● Your assignment
What lines of the data below hold the string "PoisonError"? Copy each one out.

** Listed entries follows **

//! # Step: the leaf module.
//!
//! A [`Step`] executes user-supplied [`Work`] inside one state transition:
//! `Ready → Running → Succeeded/Failed`. [`StepFn`] wraps a closure
//! `F: Fn(Context, CancellationToken) -> Fut`, producing a fresh future
//! per run so restarts never share hidden state.
//!
//! ## Outcome mapping
//! - `Ok(true)` → `Succeeded`, `start` returns `Ok(())`
//! - `Ok(false)` → `Failed`, `start` returns `Ok(())` — plain failure is
//!   an outcome, not an exception; callers check [`state`](crate::Module::state)
//! - `Err(e)` → `Failed`, `start` returns the wrapped cause
//! - stop requested while the work ran → `Stopped`, `start` returns `Ok(())`

use std::future::Future;
use std::sync::{Arc, Mutex, PoisonError};

use async_trait::async_trait;
use tokio_util::sync::CancellationToken;

use crate::context::Context;
use crate::error::{ModuleError, WorkError};
use crate::modules::{Module, ModuleMeta, ModuleRef};
use crate::state::{Lifecycle, ProcessState};

/// # User work executed by a step.
///
/// Receives the step's [`Context`] and a [`CancellationToken`];
/// implementations should check the token at convenient points and exit
/// promptly when it fires. Return `Ok(true)` for success, `Ok(false)` for
/// plain failure, `Err` for an exceptional failure.
///
/// ## Example
/// ```rust
/// use async_trait::async_trait;
/// use tokio_util::sync::CancellationToken;
/// use modkit::{Context, Work, WorkError};
///
/// struct Probe;
///
/// #[async_trait]
/// impl Work for Probe {
///     async fn step(&self, ctx: Context, token: CancellationToken) -> Result<bool, WorkError> {
///         if token.is_cancelled() {
///             return Err(WorkError::Canceled);
///         }
///         Ok(ctx.get_or("healthy", false))
///     }
/// }
/// ```
#[async_trait]
pub trait Work: Send + Sync + 'static {
    /// Executes one unit of work.
    async fn step(&self, ctx: Context, token: CancellationToken) -> Result<bool, WorkError>;
}

/// Function-backed [`Work`] implementation.
///
/// Wraps a closure that *creates* a new future per run.
pub struct StepFn<F> {
    f: F,
}

impl<F> StepFn<F> {
    /// Creates a new function-backed work item.
    pub fn new(f: F) -> Self {
        Self { f }
    }

    /// Creates the work item and returns it as a shared handle.
    ///
    /// ## Example
    /// ```rust
    /// use tokio_util::sync::CancellationToken;
    /// use modkit::{Context, StepFn, WorkError};
    ///
    /// let work = StepFn::arc(|_ctx: Context, _token: CancellationToken| async { Ok::<_, WorkError>(true) });
    /// ```
    pub fn arc(f: F) -> Arc<Self> {
        Arc::new(Self::new(f))
    }
}

#[async_trait]
impl<F, Fut> Work for StepFn<F>
where
    F: Fn(Context, CancellationToken) -> Fut + Send + Sync + 'static,
    Fut: Future<Output = Result<bool, WorkError>> + Send + 'static,
{
    async fn step(&self, ctx: Context, token: CancellationToken) -> Result<bool, WorkError> {
        (self.f)(ctx, token).await
    }
}

/// Leaf module executing user [`Work`] under the lifecycle contract.
pub struct Step {
    cell: Lifecycle,
    work: Arc<dyn Work>,
    token: Mutex<CancellationToken>,
}

impl Step {
    /// Creates a step from an identity and a work implementation.
    pub fn new(meta: ModuleMeta, work: Arc<dyn Work>) -> Self {
        Self {
            cell: Lifecycle::new(meta),
            work,
            token: Mutex::new(CancellationToken::new()),
        }
    }

    /// Creates a step from an identity and a closure.
    ///
    /// ## Example
    /// ```rust
    /// use modkit::{ModuleMeta, Step, WorkError};
    ///
    /// let step = Step::from_fn(ModuleMeta::new("ping", "1.0.0"), |ctx, _token| async move {
    ///     Ok::<_, WorkError>(ctx.contains("target"))
    /// });
    /// ```
    pub fn from_fn<F, Fut>(meta: ModuleMeta, f: F) -> Self
    where
        F: Fn(Context, CancellationToken) -> Fut + Send + Sync + 'static,
        Fut: Future<Output = Result<bool, WorkError>> + Send + 'static,
    {
        Self::new(meta, StepFn::arc(f))
    }

    fn current_token(&self) -> CancellationToken {
        self.token
            .lock()
            .unwrap_or_else(PoisonError::into_inner)
            .clone()
    }

    /// A fired token cannot be re-armed; reset swaps in a fresh one.
    fn rearm_token(&self) {
        *self.token.lock().unwrap_or_else(PoisonError::into_inner) = CancellationToken::new();
    }

    fn ensure_stopped(&self) {
        if self.cell.state() != ProcessState::Stopped {
            let _ = self.cell.change(ProcessState::Stopped);
        }
    }
}

#[async_trait]
impl Module for Step {
    fn lifecycle(&self) -> &Lifecycle {
        &self.cell
    }

    async fn start(&self) -> Result<(), ModuleError> {
        if !self
            .cell
            .change_from(ProcessState::Ready, ProcessState::Running)
        {
            return Err(ModuleError::Rejected {
                module: self.describe(),
                from: self.cell.state(),
                to: ProcessState::Running,
            });
        }

        let token = self.current_token();
        let outcome = self.work.step(self.cell.context(), token.clone()).await;

        if token.is_cancelled() {
            self.ensure_stopped();
            return Ok(());
        }
        match outcome {
            Ok(true) => {
                let _ = self.cell.change(ProcessState::Succeeded);
                Ok(())
            }
            Ok(false) => {
                let _ = self.cell.change(ProcessState::Failed);
                Ok(())
            }
            Err(cause) => {
                let _ = self.cell.change(ProcessState::Failed);
                Err(ModuleError::Step {
                    module: self.describe(),
                    cause,
                })
            }
        }
    }

    async fn stop(&self) -> Result<(), ModuleError> {
        self.current_token().cancel();
        match self.cell.state() {
            // mid-run: the run commits Stopped once step() returns
            ProcessState::Running | ProcessState::Waiting | ProcessState::Stopped => Ok(()),
            ProcessState::Ready => {
                let _ = self.cell.change(ProcessState::Stopped);
                Ok(())
            }
            from @ (ProcessState::Succeeded | ProcessState::Failed) => {
                Err(ModuleError::Rejected {
                    module: self.describe(),
                    from,
                    to: ProcessState::Stopped,
                })
            }
        }
    }

    fn reset(&self) -> bool {
        if !self.cell.change(ProcessState::Ready) {
            return false;
        }
        self.rearm_token();
        true
    }

    fn fork(&self) -> Result<ModuleRef, ModuleError> {
        let copy = Step::new(self.meta().clone(), Arc::clone(&self.work));
        let _ = copy.set_context(self.context().fork());
        Ok(Arc::new(copy))
    }
}

#[cfg(test)]
mod tests {
    use super::*;
    use std::time::Duration;

    fn ok_step() -> Step {
        Step::from_fn(ModuleMeta::new("ok", "1.0.0"), |_ctx, _t| async {
            Ok(true)
        })
    }

    #[tokio::test]
    async fn success_path() {
        let step = ok_step();
        step.start().await.expect("start");
        assert_eq!(step.state(), ProcessState::Succeeded);
    }

    #[tokio::test]
    async fn plain_failure_is_an_outcome_not_an_error() {
        let step = Step::from_fn(ModuleMeta::new("no", "1.0.0"), |_ctx, _t| async {
            Ok(false)
        });
        assert!(step.start().await.is_ok());
        assert_eq!(step.state(), ProcessState::Failed);
    }

    #[tokio::test]
    async fn raised_error_is_wrapped() {
        let step = Step::from_fn(ModuleMeta::new("boom", "1.0.0"), |_ctx, _t| async {
            Err(WorkError::failed("db unreachable"))
        });
        let err = step.start().await.expect_err("must fail");
        assert_eq!(step.state(), ProcessState::Failed);
        assert!(matches!(
            err,
            ModuleError::Step { module, cause: WorkError::Failed { .. } } if module == "boom@1.0.0"
        ));
    }

    #[tokio::test]
    async fn start_is_only_legal_from_ready() {
        let step = ok_step();
        step.start().await.expect("first run");
        let err = step.start().await.expect_err("second run must be rejected");
        assert!(matches!(
            err,
            ModuleError::Rejected {
                from: ProcessState::Succeeded,
                to: ProcessState::Running,
                ..
            }
        ));

        assert!(step.reset());
        assert_eq!(step.state(), ProcessState::Ready);
        step.start().await.expect("runs again after reset");
    }

    #[tokio::test]
    async fn stop_is_honored_after_the_current_step_returns() {
        let step = Arc::new(Step::from_fn(
            ModuleMeta::new("slow", "1.0.0"),
            |_ctx, token: CancellationToken| async move {
                token.cancelled().await;
                Ok(true)
            },
        ));

        let runner = {
            let step = Arc::clone(&step);
            tokio::spawn(async move { step.start().await })
        };
        tokio::time::sleep(Duration::from_millis(20)).await;
        assert_eq!(step.state(), ProcessState::Running);

        step.stop().await.expect("stop");
        runner.await.expect("join").expect("start result");
        assert_eq!(step.state(), ProcessState::Stopped);
    }

    #[tokio::test]
    async fn stop_from_terminal_is_rejected() {
        let step = ok_step();
        step.start().await.expect("start");
        let err = step.stop().await.expect_err("no road from Succeeded");
        assert!(matches!(err, ModuleError::Rejected { .. }));
    }

    #[tokio::test]
    async fn reset_rearms_the_token() {
        let step = Step::from_fn(ModuleMeta::new("again", "1.0.0"), |_ctx, _t| async {
            Ok(true)
        });
        step.stop().await.expect("stop from ready");
        assert_eq!(step.state(), ProcessState::Stopped);

        assert!(step.reset());
        step.start().await.expect("token must be fresh");
        assert_eq!(step.state(), ProcessState::Succeeded);
    }

    #[tokio::test]
    async fn work_reads_the_shared_context() {
        let step = Step::from_fn(ModuleMeta::new("ctx", "1.0.0"), |ctx: Context, _t| async move {
            Ok(ctx.get_or("go", false))
        });
        let ctx = Context::new();
        ctx.set("go", true);
        assert!(step.set_context(ctx));

        step.start().await.expect("start");
        assert_eq!(step.state(), ProcessState::Succeeded);
    }

    #[tokio::test]
    async fn fork_shares_behavior_but_not_state() {
        let step = ok_step();
        step.context().set("k", 1u32);
        step.start().await.expect("start");

        let copy = step.fork().expect("fork");
        assert_eq!(copy.state(), ProcessState::Ready);
        assert_eq!(copy.context().get::<u32>("k"), Some(1));
        assert!(!copy.context().shares_store(&step.context()));

        copy.context().set("k", 2u32);
        assert_eq!(step.context().get::<u32>("k"), Some(1));
    }
}
//! # Loop termination strategies.
//!
//! A [`Controller`] owns a loop's termination/progress state, decoupling
//! "when to stop" from "what to run": the shared run algorithm calls
//! [`begin`](Controller::begin) before the first iteration,
//! [`accept`](Controller::accept) ahead of each one,
//! [`advance`](Controller::advance) after it, and
//! [`finish`](Controller::finish) once the loop exits.
//!
//! Two strategies ship with the crate:
//! - [`CountController`] — a fixed iteration budget;
//! - [`ClockController`] — a wall-clock budget measured from loop start
//!   (on the tokio clock, so paused-time tests stay deterministic).

use std::time::Duration;

use tokio::time::Instant;

use crate::error::ModuleError;
use crate::modules::ModuleMeta;

/// Strategy deciding when a loop composite stops iterating.
pub trait Controller: Send + 'static {
    /// Called once when the loop starts; resets progress state.
    fn begin(&mut self);

    /// True if another iteration may run.
    fn accept(&self) -> bool;

    /// Records one completed iteration.
    fn advance(&mut self);

    /// Called once when the loop exits, before the verdict.
    fn finish(&mut self);

    /// Maps bound exhaustion without the required success onto the
    /// loop-specific error.
    fn bound_error(
        &self,
        module: &ModuleMeta,
        attempts: u64,
        last: Option<ModuleError>,
    ) -> ModuleError;
}

/// Bounds a loop by a fixed iteration count.
#[derive(Debug)]
pub struct CountController {
    limit: u64,
    used: u64,
}

impl CountController {
    /// Creates a controller allowing `limit` iterations per run.
    pub fn new(limit: u64) -> Self {
        Self { limit, used: 0 }
    }

    /// The configured iteration budget.
    pub fn limit(&self) -> u64 {
        self.limit
    }
}

impl Controller for CountController {
    fn begin(&mut self) {
        self.used = 0;
    }

    fn accept(&self) -> bool {
        self.used < self.limit
    }

    fn advance(&mut self) {
        self.used += 1;
    }

    fn finish(&mut self) {}

    fn bound_error(
        &self,
        module: &ModuleMeta,
        attempts: u64,
        last: Option<ModuleError>,
    ) -> ModuleError {
        ModuleError::AttemptsExhausted {
            module: module.to_string(),
            attempts,
            last: last.map(Box::new),
        }
    }
}

/// Bounds a loop by wall-clock time measured from loop start.
#[derive(Debug)]
pub struct ClockController {
    bound: Duration,
    started: Option<Instant>,
    elapsed: Option<Duration>,
}

impl ClockController {
    /// Creates a controller allowing iterations until `bound` has elapsed.
    pub fn new(bound: Duration) -> Self {
        Self {
            bound,
            started: None,
            elapsed: None,
        }
    }

    /// The configured wall-clock budget.
    pub fn bound(&self) -> Duration {
        self.bound
    }

    /// Duration measured over the last completed run, if any.
    pub fn elapsed(&self) -> Option<Duration> {
        self.elapsed
    }
}

impl Controller for ClockController {
    fn begin(&mut self) {
        self.started = Some(Instant::now());
        self.elapsed = None;
    }

    fn accept(&self) -> bool {
        match self.started {
            Some(started) => started.elapsed() < self.bound,
            None => false,
        }
    }

    fn advance(&mut self) {}

    fn finish(&mut self) {
        self.elapsed = self.started.map(|s| s.elapsed());
    }

    fn bound_error(
        &self,
        module: &ModuleMeta,
        attempts: u64,
        last: Option<ModuleError>,
    ) -> ModuleError {
        ModuleError::TimeLimitExceeded {
            module: module.to_string(),
            limit: self.bound,
            elapsed: self.elapsed.unwrap_or_default(),
            attempts,
            last: last.map(Box::new),
        }
    }
}

#[cfg(test)]
mod tests {
    use super::*;

    #[test]
    fn count_controller_budget() {
        let mut ctl = CountController::new(2);
        ctl.begin();
        assert!(ctl.accept());
        ctl.advance();
        assert!(ctl.accept());
        ctl.advance();
        assert!(!ctl.accept());

        // a fresh run restores the budget
        ctl.begin();
        assert!(ctl.accept());
    }

    #[test]
    fn count_controller_maps_to_attempts_exhausted() {
        let ctl = CountController::new(3);
        let err = ctl.bound_error(&ModuleMeta::new("retry", "1.0.0"), 3, None);
        assert!(matches!(err, ModuleError::AttemptsExhausted { attempts: 3, .. }));
    }

    #[tokio::test(start_paused = true)]
    async fn clock_controller_expires_with_the_clock() {
        let mut ctl = ClockController::new(Duration::from_millis(100));
        assert!(!ctl.accept(), "not accepting before begin");

        ctl.begin();
        assert!(ctl.accept());

        tokio::time::sleep(Duration::from_millis(150)).await;
        assert!(!ctl.accept());

        ctl.finish();
        assert!(ctl.elapsed().unwrap_or_default() >= Duration::from_millis(150));
    }
}
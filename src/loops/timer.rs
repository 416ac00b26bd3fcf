//! # Timer: wall-clock-bounded loop that reports its measured duration.
//!
//! Identical run semantics to [`Repeater`](crate::Repeater); additionally
//! exposes the elapsed duration measured over the last completed run via
//! [`Timer::elapsed`].
//!
//! ## Example
//! ```no_run
//! use std::sync::Arc;
//! use std::time::Duration;
//! use modkit::{LoopPolicy, Module, ModuleMeta, Step, Timer, WorkError};
//!
//! # #[tokio::main(flavor = "current_thread")]
//! # async fn main() {
//! let probe = Arc::new(Step::from_fn(ModuleMeta::new("probe", "1.0.0"), |_c, _t| async {
//!     Ok::<_, WorkError>(false)
//! }));
//! let timer = Timer::new(
//!     ModuleMeta::new("deadline", "1.0.0"),
//!     probe,
//!     Duration::from_millis(500),
//!     LoopPolicy::default().with_delay(Duration::from_millis(100)),
//! );
//! let _ = timer.start().await;
//! println!("gave up after {:?}", timer.elapsed());
//! # }
//! ```

use std::sync::{Arc, Mutex};
use std::time::Duration;

use async_trait::async_trait;
use tokio_util::sync::CancellationToken;

use crate::context::Context;
use crate::error::ModuleError;
use crate::events::Bus;
use crate::modules::{Module, ModuleMeta, ModuleRef};
use crate::policies::LoopPolicy;
use crate::state::Lifecycle;

use super::driver::{self, lock};
use super::ClockController;

/// Wall-clock-bounded loop reporting its measured elapsed duration.
pub struct Timer {
    cell: Lifecycle,
    child: ModuleRef,
    policy: LoopPolicy,
    bound: Duration,
    ctl: Mutex<ClockController>,
    token: Mutex<CancellationToken>,
    bus: Option<Bus>,
}

impl Timer {
    /// Creates a timer running `child` until `bound` has elapsed.
    ///
    /// The child inherits the timer's context. A zero `bound` is reported
    /// as [`ModuleError::InvalidConfig`] from `start`.
    pub fn new(meta: ModuleMeta, child: ModuleRef, bound: Duration, policy: LoopPolicy) -> Self {
        let cell = Lifecycle::new(meta);
        let _ = child.set_context(cell.context());
        Self {
            cell,
            child,
            policy,
            bound,
            ctl: Mutex::new(ClockController::new(bound)),
            token: Mutex::new(CancellationToken::new()),
            bus: None,
        }
    }

    /// Publishes iteration/stop events onto `bus`.
    pub fn with_bus(mut self, bus: Bus) -> Self {
        self.bus = Some(bus);
        self
    }

    /// Handle to the wrapped module.
    pub fn child(&self) -> ModuleRef {
        Arc::clone(&self.child)
    }

    /// The configured wall-clock bound.
    pub fn bound(&self) -> Duration {
        self.bound
    }

    /// Duration measured over the last completed run, if any.
    pub fn elapsed(&self) -> Option<Duration> {
        lock(&self.ctl).elapsed()
    }

    fn validate(&self) -> Result<(), ModuleError> {
        if self.bound.is_zero() {
            return Err(ModuleError::InvalidConfig {
                module: self.describe(),
                reason: "wall-clock bound must be positive".into(),
            });
        }
        Ok(())
    }
}

#[async_trait]
impl Module for Timer {
    fn lifecycle(&self) -> &Lifecycle {
        &self.cell
    }

    fn set_context(&self, ctx: Context) -> bool {
        if !self.cell.can_set_context() || !self.child.can_set_context() {
            return false;
        }
        let _ = self.cell.set_context(ctx.clone());
        self.child.set_context(ctx)
    }

    fn can_set_context(&self) -> bool {
        self.cell.can_set_context() && self.child.can_set_context()
    }

    async fn start(&self) -> Result<(), ModuleError> {
        self.validate()?;
        let token = lock(&self.token).clone();
        driver::drive(
            &self.cell,
            &self.child,
            &self.policy,
            &self.ctl,
            &token,
            self.bus.as_ref(),
        )
        .await
    }

    async fn stop(&self) -> Result<(), ModuleError> {
        let token = lock(&self.token).clone();
        driver::request_stop(&self.cell, &self.child, token, self.bus.as_ref()).await
    }

    fn reset(&self) -> bool {
        driver::reset_loop(&self.cell, &self.child, &self.token)
    }

    fn fork(&self) -> Result<ModuleRef, ModuleError> {
        let copy = Timer::new(
            self.meta().clone(),
            self.child.fork()?,
            self.bound,
            self.policy,
        );
        let _ = copy.set_context(self.context().fork());
        Ok(Arc::new(copy))
    }
}

#[cfg(test)]
mod tests {
    use super::*;
    use std::sync::atomic::{AtomicU32, Ordering};

    use crate::modules::Step;
    use crate::state::ProcessState;

    #[tokio::test(start_paused = true)]
    async fn reports_elapsed_at_least_the_bound_on_exhaustion() {
        let timer = Timer::new(
            ModuleMeta::new("deadline", "1.0.0"),
            Arc::new(Step::from_fn(
                ModuleMeta::new("never", "1.0.0"),
                |_c, _t| async { Ok(false) },
            )),
            Duration::from_millis(500),
            LoopPolicy::default().with_delay(Duration::from_millis(100)),
        );

        let err = timer.start().await.expect_err("never succeeds");
        assert_eq!(timer.state(), ProcessState::Failed);

        let elapsed = timer.elapsed().expect("measured");
        assert!(elapsed >= Duration::from_millis(500), "elapsed {elapsed:?}");
        match err {
            ModuleError::TimeLimitExceeded {
                limit,
                elapsed: reported,
                attempts,
                ..
            } => {
                assert_eq!(limit, Duration::from_millis(500));
                assert!(reported >= Duration::from_millis(500));
                assert!(attempts >= 1);
            }
            other => panic!("unexpected error: {other:?}"),
        }
    }

    #[tokio::test(start_paused = true)]
    async fn measures_a_successful_run_too() {
        let runs = Arc::new(AtomicU32::new(0));
        let timer = Timer::new(
            ModuleMeta::new("deadline", "1.0.0"),
            Arc::new(Step::from_fn(ModuleMeta::new("second", "1.0.0"), {
                let runs = Arc::clone(&runs);
                move |_ctx, _t| {
                    let runs = Arc::clone(&runs);
                    async move { Ok(runs.fetch_add(1, Ordering::SeqCst) + 1 >= 2) }
                }
            })),
            Duration::from_secs(10),
            LoopPolicy::default().with_delay(Duration::from_millis(50)),
        );

        timer.start().await.expect("run");
        assert_eq!(timer.state(), ProcessState::Succeeded);

        let elapsed = timer.elapsed().expect("measured");
        assert!(elapsed >= Duration::from_millis(50));
        assert!(elapsed < Duration::from_secs(10));
    }

    #[tokio::test(start_paused = true)]
    async fn elapsed_resets_with_the_loop() {
        let timer = Timer::new(
            ModuleMeta::new("deadline", "1.0.0"),
            Arc::new(Step::from_fn(ModuleMeta::new("ok", "1.0.0"), |_c, _t| {
                async { Ok(true) }
            })),
            Duration::from_secs(1),
            LoopPolicy::default(),
        );

        timer.start().await.expect("run");
        assert!(timer.elapsed().is_some());

        assert!(timer.reset());
        timer.start().await.expect("second run");
        assert!(timer.elapsed().is_some());
    }
}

** End of Listed entries **

● Written response
use std::sync::{Arc, Mutex, PoisonError};
            .unwrap_or_else(PoisonError::into_inner)
        *self.token.lock().unwrap_or_else(PoisonError::into_inner) = CancellationToken::new();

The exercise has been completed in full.